- Farley Township, Minnesota Location within the state of Minnesota Farley Township, Minnesota Farley Township, Minnesota (the United States)
- Coordinates: 48°8′39″N 96°48′52″W﻿ / ﻿48.14417°N 96.81444°W
- Country: United States
- State: Minnesota
- County: Polk

Area
- • Total: 27.1 sq mi (70.1 km^{2})
- • Land: 27.1 sq mi (70.1 km^{2})
- • Water: 0 sq mi (0.0 km^{2})
- Elevation: 840 ft (256 m)

Population (2000)
- • Total: 50
- • Density: 1.8/sq mi (0.7/km^{2})
- Time zone: UTC-6 (Central (CST))
- • Summer (DST): UTC-5 (CDT)
- FIPS code: 27-20564
- GNIS feature ID: 0664144

= Farley Township, Polk County, Minnesota =

Farley Township is a township in Polk County, Minnesota, United States. It is part of the Grand Forks-ND-MN Metropolitan Statistical Area. The population was 50 at the 2000 census.

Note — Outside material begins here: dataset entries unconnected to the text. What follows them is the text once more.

//! Rendering of catalog build failures with miette.
//!
//! A failed build yields one [`Report`] per diagnostic, each pointing into
//! the schema document it came from, or a single [`Report`] for failures
//! that happen before any document text is available.

use std::fmt;

use miette::{
    Diagnostic as MietteDiagnostic, LabeledSpan, MietteError, MietteSpanContents, SourceCode,
    SourceSpan, SpanContents,
};

use nxschema::NxSchemaError;
use nxschema_parser::{
    Span,
    error::{Diagnostic, ErrorClass},
};

/// Schema document text labelled with the file or version it was read from.
#[derive(Debug, Clone, Copy)]
pub struct SchemaText<'a> {
    origin: &'a str,
    text: &'a str,
}

impl<'a> SchemaText<'a> {
    pub fn new(origin: &'a str, text: &'a str) -> Self {
        Self { origin, text }
    }
}

impl SourceCode for SchemaText<'_> {
    fn read_span<'a>(
        &'a self,
        span: &SourceSpan,
        context_lines_before: usize,
        context_lines_after: usize,
    ) -> Result<Box<dyn SpanContents<'a> + 'a>, MietteError> {
        let contents =
            SourceCode::read_span(self.text, span, context_lines_before, context_lines_after)?;
        Ok(Box::new(MietteSpanContents::new_named(
            self.origin.to_string(),
            contents.data(),
            *contents.span(),
            contents.line(),
            contents.column(),
            contents.line_count(),
        )))
    }
}

/// One renderable failure.
#[derive(Debug)]
pub enum Report<'a> {
    /// A build diagnostic located in the schema text.
    Diagnostic {
        diag: &'a Diagnostic,
        text: SchemaText<'a>,
    },
    /// An I/O, snapshot or configuration failure.
    Failure(&'a NxSchemaError),
}

/// Module path segment naming a diagnostic class in report codes.
fn class_segment(class: ErrorClass) -> &'static str {
    match class {
        ErrorClass::Document => "document",
        ErrorClass::Structural => "structure",
        ErrorClass::Reference => "reference",
        ErrorClass::Invariant => "invariant",
    }
}

fn to_source_span(span: Span) -> SourceSpan {
    SourceSpan::new(span.start().into(), span.len())
}

impl fmt::Display for Report<'_> {
    fn fmt(&self, f: &mut fmt::Formatter<'_>) -> fmt::Result {
        match self {
            Report::Diagnostic { diag, .. } => match diag.class() {
                Some(class) => write!(f, "{class}: {}", diag.message()),
                None => f.write_str(diag.message()),
            },
            Report::Failure(err) => fmt::Display::fmt(err, f),
        }
    }
}

impl std::error::Error for Report<'_> {
    fn source(&self) -> Option<&(dyn std::error::Error + 'static)> {
        match self {
            Report::Diagnostic { .. } => None,
            Report::Failure(err) => err.source(),
        }
    }
}

impl MietteDiagnostic for Report<'_> {
    fn code<'a>(&'a self) -> Option<Box<dyn fmt::Display + 'a>> {
        let code = match self {
            Report::Diagnostic { diag, .. } => {
                let code = diag.code()?;
                format!("nxschema::{}::{code}", class_segment(code.class()))
            }
            Report::Failure(NxSchemaError::Io(_)) => "nxschema::io".to_string(),
            Report::Failure(NxSchemaError::Source(_)) => "nxschema::source".to_string(),
            Report::Failure(NxSchemaError::Config(_)) => "nxschema::config".to_string(),
            Report::Failure(NxSchemaError::Parse { .. }) => return None,
        };
        Some(Box::new(code))
    }

    fn help<'a>(&'a self) -> Option<Box<dyn fmt::Display + 'a>> {
        match self {
            Report::Diagnostic { diag, .. } => match (diag.help(), diag.class()) {
                (Some(help), _) => Some(Box::new(help)),
                (None, Some(ErrorClass::Invariant)) => Some(Box::new(
                    "the catalog builder dispatched a node to the wrong parser; this is a bug",
                )),
                (None, _) => None,
            },
            Report::Failure(NxSchemaError::Source(_)) => Some(Box::new(
                "snapshots are looked up as <cache_dir>/<version>/<document>",
            )),
            Report::Failure(_) => None,
        }
    }

    fn source_code(&self) -> Option<&dyn SourceCode> {
        match self {
            Report::Diagnostic { text, .. } => Some(text),
            Report::Failure(_) => None,
        }
    }

    fn labels(&self) -> Option<Box<dyn Iterator<Item = LabeledSpan> + '_>> {
        let Report::Diagnostic { diag, .. } = self else {
            return None;
        };
        if diag.labels().is_empty() {
            return None;
        }

        Some(Box::new(diag.labels().iter().map(|label| {
            let message = Some(label.message().to_string());
            let span = to_source_span(label.span());
            if label.is_primary() {
                LabeledSpan::new_primary_with_span(message, span)
            } else {
                LabeledSpan::new_with_span(message, span)
            }
        })))
    }
}

/// Splits a build failure into reports, naming `origin` as the schema source.
pub fn reports<'a>(err: &'a NxSchemaError, origin: &'a str) -> Vec<Report<'a>> {
    match err {
        NxSchemaError::Parse { err, src } => {
            let text = SchemaText::new(origin, src);
            err.diagnostics()
                .iter()
                .map(|diag| Report::Diagnostic { diag, text })
                .collect()
        }
        _ => vec![Report::Failure(err)],
    }
}

#[cfg(test)]
mod tests {
    use miette::{GraphicalReportHandler, GraphicalTheme};
    use nxschema_parser::error::{ErrorCode, ParseError};

    use super::*;

    const SOURCE: &str = r#"<xs:schema xmlns:xs="http://www.w3.org/2001/XMLSchema">
  <xs:element name="definition" type="nx:missingType"/>
</xs:schema>"#;

    fn render(report: &Report<'_>) -> String {
        let mut out = String::new();
        GraphicalReportHandler::new_themed(GraphicalTheme::unicode_nocolor())
            .render_report(&mut out, report)
            .unwrap();
        out
    }

    fn unresolved_type() -> NxSchemaError {
        let start = SOURCE.find("nx:missingType").unwrap();
        let diag = Diagnostic::error("definition (line 2): unknown type `missingType`")
            .with_code(ErrorCode::E200)
            .with_label(Span::new(start..start + 14), "not declared");
        NxSchemaError::new_parse_error(ParseError::from(diag), SOURCE)
    }

    #[test]
    fn test_one_report_per_diagnostic() {
        let diags = vec![
            Diagnostic::error("first").with_code(ErrorCode::E100),
            Diagnostic::error("second").with_code(ErrorCode::E200),
            Diagnostic::error("third"),
        ];
        let err = NxSchemaError::new_parse_error(ParseError::from(diags), SOURCE);

        let reports = reports(&err, "nxdl.xsd");
        let messages: Vec<_> = reports.iter().map(ToString::to_string).collect();
        assert_eq!(
            messages,
            vec![
                "structural parse error: first",
                "reference error: second",
                "third"
            ]
        );
    }

    #[test]
    fn test_code_names_error_class() {
        let err = unresolved_type();
        let reports = reports(&err, "nxdl.xsd");

        assert_eq!(
            reports[0].code().unwrap().to_string(),
            "nxschema::reference::E200"
        );
    }

    #[test]
    fn test_rendered_report_names_schema_file() {
        let err = unresolved_type();
        let reports = reports(&err, "schemas/nxdl.xsd");
        let rendered = render(&reports[0]);

        assert!(rendered.contains("nxschema::reference::E200"));
        assert!(rendered.contains("schemas/nxdl.xsd:"));
        assert!(rendered.contains("not declared"));
    }

    #[test]
    fn test_schema_text_read_span() {
        let text = SchemaText::new("version v2018.5", SOURCE);
        let contents = text.read_span(&SourceSpan::new(1.into(), 9), 0, 0).unwrap();

        assert_eq!(contents.name(), Some("version v2018.5"));
        assert_eq!(contents.line(), 0);
    }

    #[test]
    fn test_invariant_help() {
        let diag = Diagnostic::error("groupType (line 3): expected xs:attribute, got xs:element")
            .with_code(ErrorCode::E300);
        let err = NxSchemaError::new_parse_error(ParseError::from(diag), SOURCE);
        let reports = reports(&err, "nxdl.xsd");

        assert_eq!(
            reports[0].code().unwrap().to_string(),
            "nxschema::invariant::E300"
        );
        assert!(reports[0].help().unwrap().to_string().contains("bug"));
    }

    #[test]
    fn test_labels_keep_primary_flag() {
        let diag = Diagnostic::error("groupType (line 7): extension cycle")
            .with_code(ErrorCode::E104)
            .with_label(Span::new(0..5), "extends fieldType")
            .with_secondary_label(Span::new(10..15), "which extends groupType")
            .with_help("break the cycle");
        let err = NxSchemaError::new_parse_error(ParseError::from(diag), SOURCE);
        let reports = reports(&err, "nxdl.xsd");

        let labels: Vec<_> = reports[0].labels().unwrap().collect();
        assert_eq!(labels.len(), 2);
        assert!(labels[0].primary());
        assert_eq!(labels[1].label(), Some("which extends groupType"));
        assert!(!labels[1].primary());
        assert_eq!(reports[0].help().unwrap().to_string(), "break the cycle");
    }

    #[test]
    fn test_failure_report() {
        let err = NxSchemaError::Config("no cache".to_string());
        let reports = reports(&err, "version v3.2");

        assert_eq!(reports.len(), 1);
        assert!(matches!(reports[0], Report::Failure(_)));
        assert_eq!(reports[0].to_string(), "Configuration error: no cache");
        assert_eq!(reports[0].code().unwrap().to_string(), "nxschema::config");
        assert!(reports[0].source_code().is_none());
    }
}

Farley Township was organized in 1878, and named for Jesse P. Farley, a railroad official.

==Geography==
According to the United States Census Bureau, the township has a total area of 27.1 sqmi, all land.

==Demographics==
As of the census of 2000, there were 50 people, 21 households, and 14 families residing in the township. The population density was 1.8 PD/sqmi. There were 22 housing units at an average density of 0.8 /sqmi. The racial makeup of the township was 100.00% White.

There were 21 households, out of which 28.6% had children under the age of 18 living with them, 66.7% were married couples living together, and 33.3% were non-families. 28.6% of all households were made up of individuals, and 4.8% had someone living alone who was 65 years of age or older. The average household size was 2.29 and the average family size was 2.86.

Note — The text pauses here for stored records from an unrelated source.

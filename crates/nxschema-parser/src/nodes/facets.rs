//! `xs:restriction` facets shared by simple types and inline attribute types.

use roxmltree::Node as XmlNode;

use nxschema_core::{Attribute, Name, SimpleType};

use crate::{document::SchemaDocument, error::Result, nodes::reference, tag::Tag};

/// Facets collected from one `xs:restriction`.
#[derive(Debug, Default, PartialEq)]
pub(super) struct Restriction {
    pub base: Option<Name>,
    pub patterns: Vec<String>,
    pub enumerations: Vec<String>,
    pub max_length: Option<u32>,
}

impl Restriction {
    pub fn apply_to_simple_type(self, simple_type: &mut SimpleType) {
        simple_type.set_base(self.base);
        for pattern in self.patterns {
            simple_type.push_pattern(pattern);
        }
        for value in self.enumerations {
            simple_type.push_enumeration(value);
        }
        simple_type.set_max_length(self.max_length);
    }

    pub fn apply_to_attribute(self, attribute: &mut Attribute) {
        for pattern in self.patterns {
            attribute.push_pattern(pattern);
        }
        for value in self.enumerations {
            attribute.push_enumeration(value);
        }
    }
}

/// Parses an `xs:restriction` element.
///
/// Permitted children are `pattern`, `enumeration`, `maxLength` and
/// `annotation`.
pub(super) fn parse_restriction(
    doc: &SchemaDocument<'_>,
    xml: XmlNode<'_, '_>,
) -> Result<Restriction> {
    doc.expect_tag(xml, Tag::Restriction)?;

    let mut restriction = Restriction {
        base: reference(xml, "base"),
        ..Restriction::default()
    };

    for child in xml.children() {
        let Some(tag) = Tag::of(child) else {
            continue;
        };
        match tag {
            Tag::Annotation => {}
            Tag::Pattern => restriction.patterns.push(facet_value(doc, child)?.to_string()),
            Tag::Enumeration => restriction
                .enumerations
                .push(facet_value(doc, child)?.to_string()),
            Tag::MaxLength => {
                let value = facet_value(doc, child)?;
                let max_length = value.trim().parse::<u32>().map_err(|_| {
                    doc.invalid_facet(
                        child,
                        format!("maxLength `{value}` is not a non-negative integer"),
                    )
                })?;
                restriction.max_length = Some(max_length);
            }
            _ => return Err(doc.unexpected_child(xml, child)),
        }
    }

    Ok(restriction)
}

/// Parses an inline anonymous `xs:simpleType`, which may only restrict.
pub(super) fn parse_inline_simple_type(
    doc: &SchemaDocument<'_>,
    xml: XmlNode<'_, '_>,
) -> Result<Restriction> {
    doc.expect_tag(xml, Tag::SimpleType)?;

    let mut restriction = Restriction::default();
    for child in xml.children() {
        let Some(tag) = Tag::of(child) else {
            continue;
        };
        match tag {
            Tag::Annotation => {}
            Tag::Restriction => restriction = parse_restriction(doc, child)?,
            _ => return Err(doc.unexpected_child(xml, child)),
        }
    }
    Ok(restriction)
}

fn facet_value<'a>(doc: &SchemaDocument<'_>, xml: XmlNode<'a, '_>) -> Result<&'a str> {
    xml.attribute("value")
        .ok_or_else(|| doc.missing_attribute(xml, "value"))
}
//! Error types for NxSchema operations.
//!
//! This module provides the main error type [`NxSchemaError`] which wraps
//! the failures that can occur while loading and building a catalog.

use std::io;

use thiserror::Error;

use nxschema_parser::error::ParseError;

use crate::source::SourceError;

/// The main error type for NxSchema operations.
///
/// # Diagnostic Variants
///
/// The `Parse` variant carries the schema source text next to the
/// structured diagnostics, so callers can render labelled source excerpts.
#[derive(Debug, Error)]
pub enum NxSchemaError {
    #[error("I/O error: {0}")]
    Io(#[from] io::Error),

    #[error("{err}")]
    Parse { err: ParseError, src: String },

    #[error("Schema source error: {0}")]
    Source(#[from] SourceError),

    #[error("Configuration error: {0}")]
    Config(String),
}

impl NxSchemaError {
    /// Create a new `Parse` error with the associated source text.
    pub fn new_parse_error(err: ParseError, src: impl Into<String>) -> Self {
        Self::Parse {
            err,
            src: src.into(),
        }
    }
}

In the township the population was spread out, with 22.0% under the age of 18, 32.0% from 25 to 44, 34.0% from 45 to 64, and 12.0% who were 65 years of age or older. The median age was 42 years. For every 100 females, there were 108.3 males. For every 100 females age 18 and over, there were 116.7 males.

The median income for a household in the township was $43,125, and the median income for a family was $60,625. Males had a median income of $43,750 versus $11,250 for females. The per capita income for the township was $18,032. There were no families and 10.8% of the population living below the poverty line, including no under eighteens and none of those over 64.